**Task instructions:** If a line below contains the string "Clone", return that line.
======== Data extracts
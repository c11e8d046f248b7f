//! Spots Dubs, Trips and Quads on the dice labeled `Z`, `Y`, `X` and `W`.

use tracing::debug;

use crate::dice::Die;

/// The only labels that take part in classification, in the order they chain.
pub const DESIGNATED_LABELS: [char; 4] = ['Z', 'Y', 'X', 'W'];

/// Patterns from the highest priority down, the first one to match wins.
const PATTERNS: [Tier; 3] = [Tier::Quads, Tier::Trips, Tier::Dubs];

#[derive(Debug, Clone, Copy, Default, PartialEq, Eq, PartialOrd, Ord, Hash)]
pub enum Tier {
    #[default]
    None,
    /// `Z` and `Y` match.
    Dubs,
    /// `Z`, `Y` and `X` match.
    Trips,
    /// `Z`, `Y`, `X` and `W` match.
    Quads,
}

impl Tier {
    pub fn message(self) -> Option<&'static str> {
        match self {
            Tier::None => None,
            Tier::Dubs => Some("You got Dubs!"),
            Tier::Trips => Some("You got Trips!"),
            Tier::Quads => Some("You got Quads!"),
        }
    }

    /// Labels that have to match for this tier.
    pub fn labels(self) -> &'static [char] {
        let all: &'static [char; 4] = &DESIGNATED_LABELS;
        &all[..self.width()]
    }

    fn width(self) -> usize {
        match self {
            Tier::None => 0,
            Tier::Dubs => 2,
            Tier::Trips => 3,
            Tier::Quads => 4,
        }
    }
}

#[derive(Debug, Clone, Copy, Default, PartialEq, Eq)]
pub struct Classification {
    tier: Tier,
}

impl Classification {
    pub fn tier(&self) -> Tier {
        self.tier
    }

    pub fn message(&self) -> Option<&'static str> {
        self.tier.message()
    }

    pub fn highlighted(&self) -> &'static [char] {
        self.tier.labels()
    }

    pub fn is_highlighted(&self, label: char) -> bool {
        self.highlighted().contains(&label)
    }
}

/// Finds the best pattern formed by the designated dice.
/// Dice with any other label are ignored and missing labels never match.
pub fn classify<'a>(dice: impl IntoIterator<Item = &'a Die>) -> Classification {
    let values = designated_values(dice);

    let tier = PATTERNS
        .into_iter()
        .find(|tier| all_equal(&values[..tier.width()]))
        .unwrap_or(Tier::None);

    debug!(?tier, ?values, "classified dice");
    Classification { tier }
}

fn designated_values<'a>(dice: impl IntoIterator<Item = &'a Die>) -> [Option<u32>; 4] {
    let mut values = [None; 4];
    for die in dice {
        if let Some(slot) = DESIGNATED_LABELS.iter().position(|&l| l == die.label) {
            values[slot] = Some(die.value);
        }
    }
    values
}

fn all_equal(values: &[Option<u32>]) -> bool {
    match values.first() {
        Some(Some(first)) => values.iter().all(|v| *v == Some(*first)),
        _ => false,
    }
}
================
**Your response:**
#[derive(Debug, Clone, Copy, Default, PartialEq, Eq, PartialOrd, Ord, Hash)]
#[derive(Debug, Clone, Copy, Default, PartialEq, Eq)]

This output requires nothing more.